The Curriculum

For the past decade, policy makers and primary care professional organizations have been working toward practice transformation with the goal of achieving the Institute of Healthcare Improvement’s triple aim: better health outcomes, better care experiences for patients, and all at a lower price. A fourth aim to decrease healthcare professional burnout rates was later added (Bodenheimer & Sinsky, 2014).

The Community Primary Care Champion Fellowship seeks to facilitate the achievement of these aims. Fellows are physicians and physician assistants have a minimum of two years of primary care practice, bringing with them many recent learning experiences in the informal setting of our global healthcare system and their individual practices. The fellowship goal is not to undermine learning but to enhance it by pairing it with formalized experiences. It does so by providing protected space and time for exploring topics relevant to our changing healthcare system.

The Fellowship will train practicing PCPs in the core areas of leadership, healthcare transformation, and education by teaching and mentoring in six longitudinal content areas (quality improvement, the social determinants of health, substance use disorders, collaborative mental health care, medical education curriculum, and wellness, including provider burnout). These areas were selected to address gaps in training for physicians and PAs and specifically account for the context of public health problems in our surrounding community including the prevalence of opioid misuse and poverty-related issues. Graduates will be prepared to care for the evolving primary care needs of patients as transformational providers and community champions.
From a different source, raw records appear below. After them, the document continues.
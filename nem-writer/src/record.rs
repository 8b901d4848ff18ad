use time::{Date, PrimitiveDateTime};

/// A single CSV row in the order the fields will be written.
///
/// Absent values are kept as empty fields so field positions never shift.
#[derive(Debug, Clone, Default, PartialEq, Eq)]
pub struct Row {
    fields: Vec<String>,
}

impl Row {
    /// Starts a row with its record indicator (100, 200, 300, ...).
    pub fn new(indicator: u16) -> Self {
        Self {
            fields: vec![indicator.to_string()],
        }
    }

    pub fn push_str(&mut self, value: &str) -> &mut Self {
        self.fields.push(value.to_string());
        self
    }

    pub fn push_opt(&mut self, value: Option<&str>) -> &mut Self {
        self.fields.push(value.unwrap_or_default().to_string());
        self
    }

    pub fn push_empty(&mut self) -> &mut Self {
        self.fields.push(String::new());
        self
    }

    pub fn push_int(&mut self, value: u64) -> &mut Self {
        self.fields.push(value.to_string());
        self
    }

    pub fn push_decimal(&mut self, value: f64) -> &mut Self {
        self.fields.push(format_decimal(value));
        self
    }

    pub fn push_opt_decimal(&mut self, value: Option<f64>) -> &mut Self {
        match value {
            Some(v) => self.push_decimal(v),
            None => self.push_empty(),
        }
    }

    pub fn push_date(&mut self, value: Date) -> &mut Self {
        self.fields.push(format_date8(value));
        self
    }

    pub fn push_opt_date(&mut self, value: Option<Date>) -> &mut Self {
        match value {
            Some(d) => self.push_date(d),
            None => self.push_empty(),
        }
    }

    pub fn push_datetime14(&mut self, value: PrimitiveDateTime) -> &mut Self {
        self.fields.push(format_datetime14(value));
        self
    }

    pub fn push_opt_datetime14(&mut self, value: Option<PrimitiveDateTime>) -> &mut Self {
        match value {
            Some(at) => self.push_datetime14(at),
            None => self.push_empty(),
        }
    }

    pub fn fields(&self) -> &[String] {
        &self.fields
    }
}

/// Anything that serializes to exactly one row of a NEM file.
pub trait NemRecord {
    fn to_row(&self) -> Row;
}

/// Fixed-point rendering with six decimals. Never uses exponent notation,
/// whatever the magnitude.
pub fn format_decimal(value: f64) -> String {
    format!("{value:.6}")
}

/// `YYYYMMDD`
pub fn format_date8(date: Date) -> String {
    format!("{:04}{:02}{:02}", date.year(), u8::from(date.month()), date.day())
}

/// `YYYYMMDDHHMM`
pub fn format_datetime12(at: PrimitiveDateTime) -> String {
    format!("{}{:02}{:02}", format_date8(at.date()), at.hour(), at.minute())
}

/// `YYYYMMDDHHMMSS`
pub fn format_datetime14(at: PrimitiveDateTime) -> String {
    format!("{}{:02}", format_datetime12(at), at.second())
}
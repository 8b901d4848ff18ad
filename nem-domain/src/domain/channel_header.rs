use time::Date;

/// Metadata for one NEM12 data stream (the 200 record).
#[derive(Debug, Clone, PartialEq, Eq)]
#[cfg_attr(feature = "serde", derive(serde::Serialize, serde::Deserialize))]
pub struct ChannelHeader {
    pub nmi: String,
    pub nmi_configuration: String,
    pub register_id: Option<String>,
    pub nmi_suffix: String,
    pub mdm_datastream_identifier: Option<String>,
    pub meter_serial_number: Option<String>,
    pub uom: String,
    /// Minutes per interval. Must divide a day evenly.
    pub interval_length: u32,
    pub next_scheduled_read_date: Option<Date>,
}

impl ChannelHeader {
    pub fn new(
        nmi: impl Into<String>,
        nmi_configuration: impl Into<String>,
        nmi_suffix: impl Into<String>,
        uom: impl Into<String>,
        interval_length: u32,
    ) -> Self {
        Self {
            nmi: nmi.into(),
            nmi_configuration: nmi_configuration.into(),
            register_id: None,
            nmi_suffix: nmi_suffix.into(),
            mdm_datastream_identifier: None,
            meter_serial_number: None,
            uom: uom.into(),
            interval_length,
            next_scheduled_read_date: None,
        }
    }

    pub fn with_register_id(mut self, register_id: impl Into<String>) -> Self {
        self.register_id = Some(register_id.into());
        self
    }

    pub fn with_datastream_identifier(mut self, id: impl Into<String>) -> Self {
        self.mdm_datastream_identifier = Some(id.into());
        self
    }

    pub fn with_meter_serial_number(mut self, serial: impl Into<String>) -> Self {
        self.meter_serial_number = Some(serial.into());
        self
    }

    pub fn with_next_scheduled_read_date(mut self, date: Date) -> Self {
        self.next_scheduled_read_date = Some(date);
        self
    }
}
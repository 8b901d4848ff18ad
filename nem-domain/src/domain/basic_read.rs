use time::{Date, PrimitiveDateTime};

/// A register value and the time it was read.
#[derive(Debug, Clone, Copy, PartialEq)]
#[cfg_attr(feature = "serde", derive(serde::Serialize, serde::Deserialize))]
pub struct MeterRead {
    pub value: f64,
    pub read_at: PrimitiveDateTime,
}

impl MeterRead {
    pub fn new(value: f64, read_at: PrimitiveDateTime) -> Self {
        Self { value, read_at }
    }
}

/// One accumulation read pair for a register (the NEM13 250 record).
///
/// Defaults:
/// - direction_indicator: "E"
/// - uom: "kWh"
/// - every other optional field absent
#[derive(Debug, Clone, PartialEq)]
#[cfg_attr(feature = "serde", derive(serde::Serialize, serde::Deserialize))]
pub struct BasicRead {
    pub nmi: String,
    pub nmi_configuration: String,
    pub register_id: String,
    pub nmi_suffix: String,
    pub mdm_datastream_identifier: Option<String>,
    pub meter_serial_number: Option<String>,
    pub direction_indicator: String,
    pub previous: MeterRead,
    pub previous_quality_method: Option<String>,
    pub previous_reason_code: Option<String>,
    pub previous_reason_desc: Option<String>,
    pub current: MeterRead,
    pub current_quality_method: Option<String>,
    pub current_reason_code: Option<String>,
    pub current_reason_desc: Option<String>,
    pub quantity: f64,
    pub uom: String,
    pub next_scheduled_read_date: Option<Date>,
    pub update_datetime: Option<PrimitiveDateTime>,
    pub mstats_load_datetime: Option<PrimitiveDateTime>,
}

impl BasicRead {
    pub fn new(
        nmi: impl Into<String>,
        nmi_configuration: impl Into<String>,
        register_id: impl Into<String>,
        nmi_suffix: impl Into<String>,
        previous: MeterRead,
        current: MeterRead,
        quantity: f64,
    ) -> Self {
        Self {
            nmi: nmi.into(),
            nmi_configuration: nmi_configuration.into(),
            register_id: register_id.into(),
            nmi_suffix: nmi_suffix.into(),
            mdm_datastream_identifier: None,
            meter_serial_number: None,
            direction_indicator: "E".to_string(),
            previous,
            previous_quality_method: None,
            previous_reason_code: None,
            previous_reason_desc: None,
            current,
            current_quality_method: None,
            current_reason_code: None,
            current_reason_desc: None,
            quantity,
            uom: "kWh".to_string(),
            next_scheduled_read_date: None,
            update_datetime: None,
            mstats_load_datetime: None,
        }
    }

    pub fn with_datastream_identifier(mut self, id: impl Into<String>) -> Self {
        self.mdm_datastream_identifier = Some(id.into());
        self
    }

    pub fn with_meter_serial_number(mut self, serial: impl Into<String>) -> Self {
        self.meter_serial_number = Some(serial.into());
        self
    }

    pub fn with_direction_indicator(mut self, direction: impl Into<String>) -> Self {
        self.direction_indicator = direction.into();
        self
    }

    pub fn with_previous_quality(
        mut self,
        method: impl Into<String>,
        reason_code: Option<String>,
        reason_desc: Option<String>,
    ) -> Self {
        self.previous_quality_method = Some(method.into());
        self.previous_reason_code = reason_code;
        self.previous_reason_desc = reason_desc;
        self
    }

    pub fn with_current_quality(
        mut self,
        method: impl Into<String>,
        reason_code: Option<String>,
        reason_desc: Option<String>,
    ) -> Self {
        self.current_quality_method = Some(method.into());
        self.current_reason_code = reason_code;
        self.current_reason_desc = reason_desc;
        self
    }

    pub fn with_uom(mut self, uom: impl Into<String>) -> Self {
        self.uom = uom.into();
        self
    }

    pub fn with_next_scheduled_read_date(mut self, date: Date) -> Self {
        self.next_scheduled_read_date = Some(date);
        self
    }

    pub fn with_update_datetime(mut self, at: PrimitiveDateTime) -> Self {
        self.update_datetime = Some(at);
        self
    }

    pub fn with_mstats_load_datetime(mut self, at: PrimitiveDateTime) -> Self {
        self.mstats_load_datetime = Some(at);
        self
    }
}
six curricular topic areas

Curriculum Delivery

The curriculum is delivered through a revolving monthly schedule of events and activities. These events and activities comprise roughly 16 hours per month, or about 10% of professional effort. Each week described below includes protected time via the provided stipend for the fellows to complete exercises and activities, develop their community practice quality improvement practice, and participate in group discussions.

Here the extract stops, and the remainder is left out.